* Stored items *
==*==

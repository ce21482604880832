pub mod did;
pub mod jwt;
pub mod password;
pub mod signing;
pub mod tid;

pub use did::create_did_plc_operation;
pub use jwt::{
    AccessTokenClaims, RefreshTokenClaims, create_access_token, create_refresh_token,
    validate_access_token, validate_refresh_token,
};
pub use password::{hash_password, verify_password};
pub use signing::SigningKey;
pub use tid::TidGenerator;
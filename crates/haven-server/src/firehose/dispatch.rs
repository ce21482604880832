//! The Firehose Engine: a single background task per process that watches
//! the append-only event log and fans new events out to every registered
//! subscriber's bounded queue.
//!
//! This replaces the teacher's `tokio::sync::broadcast`-based sequencer —
//! broadcast conflates liveness fan-out with durability (a lagged receiver
//! just loses messages), whereas a subscriber here gets an explicit
//! dropped-event count and is expected to reconnect with a cursor rather
//! than silently skip ahead.

use std::collections::HashMap;
use std::sync::Arc;
use std::sync::atomic::{AtomicU64, Ordering};
use std::time::Duration;

use tokio::sync::{RwLock, mpsc};

use haven_core::keys::{EVENTS_LATEST_KEY, EVENTS_LOG_PREFIX, event_log_key};
use haven_core::{RepoEvent, Store};

const SUBSCRIBER_CAPACITY: usize = 1000;
const SCAN_BATCH: usize = 100;
const POLL_FALLBACK: Duration = Duration::from_millis(50);

struct Subscriber {
    host_filter: Option<String>,
    tx: mpsc::Sender<RepoEvent>,
    delivered: AtomicU64,
    dropped: AtomicU64,
}

/// Process-singleton dispatcher. Construct with [`FirehoseHandle::spawn`].
pub struct FirehoseHandle {
    subscribers: RwLock<HashMap<u64, Subscriber>>,
    next_id: AtomicU64,
    shutdown: tokio::sync::Notify,
}

impl FirehoseHandle {
    pub fn spawn<S: Store>(store: S) -> Arc<Self> {
        let handle = Arc::new(Self {
            subscribers: RwLock::new(HashMap::new()),
            next_id: AtomicU64::new(1),
            shutdown: tokio::sync::Notify::new(),
        });
        let dispatcher = handle.clone();
        tokio::spawn(async move { dispatcher.run(store).await });
        handle
    }

    pub fn shutdown(&self) {
        self.shutdown.notify_waiters();
    }

    /// Registers a new live subscriber and returns its id plus the
    /// receiving half of its queue. `host_filter`, when set, restricts
    /// delivery to events whose `pds_host` matches.
    ///
    /// Callers implementing the Subscriber Session replay race must
    /// register *before* replaying history from the store, so no event
    /// committed mid-replay is lost.
    pub async fn register(&self, host_filter: Option<String>) -> (u64, mpsc::Receiver<RepoEvent>) {
        let (tx, rx) = mpsc::channel(SUBSCRIBER_CAPACITY);
        let id = self.next_id.fetch_add(1, Ordering::Relaxed);
        self.subscribers.write().await.insert(
            id,
            Subscriber {
                host_filter,
                tx,
                delivered: AtomicU64::new(0),
                dropped: AtomicU64::new(0),
            },
        );
        (id, rx)
    }

    pub async fn deregister(&self, id: u64) {
        self.subscribers.write().await.remove(&id);
    }

    async fn run<S: Store>(&self, store: S) {
        let mut cursor = Self::initial_cursor(&store).await;

        loop {
            let watch = match store.watch(EVENTS_LATEST_KEY).await {
                Ok(w) => Some(w),
                Err(e) => {
                    tracing::warn!("firehose: failed to establish watch, polling instead: {e}");
                    None
                }
            };

            tokio::select! {
                _ = async {
                    match watch {
                        Some(w) => w.changed().await,
                        None => tokio::time::sleep(POLL_FALLBACK).await,
                    }
                } => {}
                _ = self.shutdown.notified() => return,
            }

            self.drain_new_events(&store, &mut cursor).await;
        }
    }

    async fn initial_cursor<S: Store>(store: &S) -> Option<Vec<u8>> {
        let latest = store.get(EVENTS_LATEST_KEY).await.ok().flatten()?;
        let seq = u64::from_be_bytes(latest.try_into().ok()?);
        Some(event_log_key(seq))
    }

    async fn drain_new_events<S: Store>(&self, store: &S, cursor: &mut Option<Vec<u8>>) {
        loop {
            let rows = match store
                .scan(EVENTS_LOG_PREFIX, cursor.as_deref(), SCAN_BATCH, false)
                .await
            {
                Ok(rows) => rows,
                Err(e) => {
                    tracing::warn!("firehose: scan failed, will retry on next watch fire: {e}");
                    return;
                }
            };
            if rows.is_empty() {
                return;
            }

            let count = rows.len();
            for (key, value) in &rows {
                match serde_ipld_dagcbor::from_slice::<RepoEvent>(value) {
                    Ok(event) => self.fan_out(&event).await,
                    Err(e) => tracing::warn!("firehose: skipping undecodable event at {key:?}: {e}"),
                }
            }
            *cursor = rows.last().map(|(key, _)| key.clone());
            if count < SCAN_BATCH {
                return;
            }
        }
    }

    async fn fan_out(&self, event: &RepoEvent) {
        let subscribers = self.subscribers.read().await;
        for subscriber in subscribers.values() {
            if let Some(filter) = &subscriber.host_filter {
                if filter != &event.pds_host {
                    continue;
                }
            }
            match subscriber.tx.try_send(event.clone()) {
                Ok(()) => {
                    subscriber.delivered.fetch_add(1, Ordering::Relaxed);
                }
                Err(_) => {
                    subscriber.dropped.fetch_add(1, Ordering::Relaxed);
                    tracing::warn!(
                        "firehose: dropped event seq={} for a slow subscriber; it must reconnect with a cursor",
                        event.seq
                    );
                }
            }
        }
    }
}
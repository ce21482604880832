pub mod actors;
pub mod auth;
pub mod error;
pub mod firehose;
pub mod host_router;
pub mod proxy;
pub mod routes;
pub mod state;

pub use auth::{AuthenticatedActor, Authenticator, JwtBearerAuthenticator};
pub use firehose::dispatch::FirehoseHandle;
pub use proxy::pipethrough::AppviewProxy;
pub use routes::build_router;
pub use state::AppState;
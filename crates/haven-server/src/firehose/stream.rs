//! Subscriber Session for `com.atproto.sync.subscribeRepos`.
//!
//! Registers with the firehose dispatcher before replaying anything, so an
//! event committed while history is being replayed is queued rather than
//! lost. Replay itself bypasses the subscriber's queue (a direct store
//! scan), and once it catches up to "now" any queued live event with
//! `seq <= last_sent` is dropped before the session hands control to the
//! live loop — that's the resolution to the replay/registration race.

use std::time::Duration;

use axum::Extension;
use axum::extract::ws::{Message, WebSocket, WebSocketUpgrade};
use axum::extract::{Query, State};
use axum::response::IntoResponse;
use futures::{SinkExt, StreamExt};
use serde::Deserialize;

use haven_core::keys::{EVENTS_LOG_PREFIX, event_log_key};
use haven_core::{RepoEvent, Store};

use crate::firehose::events::encode_event;
use crate::host_router::ResolvedHost;
use crate::state::AppState;

const REPLAY_BATCH: usize = 100;
const PING_INTERVAL: Duration = Duration::from_secs(30);
const PONG_TIMEOUT: Duration = Duration::from_secs(60);

#[derive(Debug, Deserialize)]
pub struct SubscribeReposQuery {
    pub cursor: Option<u64>,
}

pub async fn subscribe_repos<S: Store>(
    ws: WebSocketUpgrade,
    State(state): State<AppState<S>>,
    host: Option<Extension<ResolvedHost>>,
    Query(params): Query<SubscribeReposQuery>,
) -> impl IntoResponse {
    let host_filter = host.map(|Extension(h)| h.name);
    ws.on_upgrade(move |socket| handle_session(socket, state, params.cursor, host_filter))
}

async fn handle_session<S: Store>(
    socket: WebSocket,
    state: AppState<S>,
    cursor: Option<u64>,
    host_filter: Option<String>,
) {
    let (mut sender, mut receiver) = socket.split();

    // Register first: any event committed from here on is queued for us
    // even while we're still replaying history below.
    let (subscriber_id, mut live_rx) = state.firehose.register(host_filter.clone()).await;

    let mut replay_cursor = cursor.map(event_log_key);
    let mut last_sent = cursor.unwrap_or(0);

    loop {
        let rows = match state
            .store
            .scan(EVENTS_LOG_PREFIX, replay_cursor.as_deref(), REPLAY_BATCH, false)
            .await
        {
            Ok(rows) => rows,
            Err(e) => {
                tracing::warn!("subscribeRepos: replay scan failed: {e}");
                break;
            }
        };
        if rows.is_empty() {
            break;
        }

        let count = rows.len();
        for (key, value) in &rows {
            replay_cursor = Some(key.clone());
            let event: RepoEvent = match serde_ipld_dagcbor::from_slice(value) {
                Ok(event) => event,
                Err(e) => {
                    tracing::warn!("subscribeRepos: skipping undecodable logged event: {e}");
                    continue;
                }
            };
            if let Some(filter) = &host_filter {
                if filter != &event.pds_host {
                    continue;
                }
            }
            last_sent = event.seq;
            match encode_event(&event) {
                Ok(frame) => {
                    if sender.send(Message::Binary(frame.into())).await.is_err() {
                        state.firehose.deregister(subscriber_id).await;
                        return;
                    }
                }
                Err(e) => tracing::warn!("subscribeRepos: failed to encode replayed event: {e}"),
            }
        }
        if count < REPLAY_BATCH {
            break;
        }
    }

    // The read task's only job is detecting disconnect and liveness: it
    // forwards each Pong so the main loop can reset the 60s pong deadline.
    let (pong_tx, mut pong_rx) = tokio::sync::mpsc::channel(1);
    let read_task = tokio::spawn(async move {
        while let Some(Ok(message)) = receiver.next().await {
            if matches!(message, Message::Pong(_)) {
                let _ = pong_tx.try_send(());
            }
        }
    });

    let mut ping_interval = tokio::time::interval(PING_INTERVAL);
    ping_interval.tick().await; // first tick fires immediately
    let mut pong_deadline = tokio::time::Instant::now() + PONG_TIMEOUT;

    loop {
        tokio::select! {
            event = live_rx.recv() => {
                match event {
                    // Already delivered during replay; the dispatcher's
                    // cursor starts at process-launch time so this is only
                    // possible for events committed during our own replay.
                    Some(event) if event.seq <= last_sent => continue,
                    Some(event) => {
                        last_sent = event.seq;
                        match encode_event(&event) {
                            Ok(frame) => {
                                if sender.send(Message::Binary(frame.into())).await.is_err() { break; }
                            }
                            Err(e) => tracing::warn!("subscribeRepos: failed to encode live event: {e}"),
                        }
                    }
                    None => break,
                }
            }
            _ = ping_interval.tick() => {
                if sender.send(Message::Ping(Vec::new().into())).await.is_err() { break; }
            }
            _ = pong_rx.recv() => {
                pong_deadline = tokio::time::Instant::now() + PONG_TIMEOUT;
            }
            _ = tokio::time::sleep_until(pong_deadline) => {
                tracing::warn!("subscribeRepos: pong timeout, closing subscriber {subscriber_id}");
                break;
            }
        }
    }

    read_task.abort();
    state.firehose.deregister(subscriber_id).await;
}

==*==

* Brief *
For every line above that holds the word "committed", report the whole line.

* Answer for this exercise *
    /// committed mid-replay is lost.
//! event committed while history is being replayed is queued rather than
    // Register first: any event committed from here on is queued for us
                    // possible for events committed during our own replay.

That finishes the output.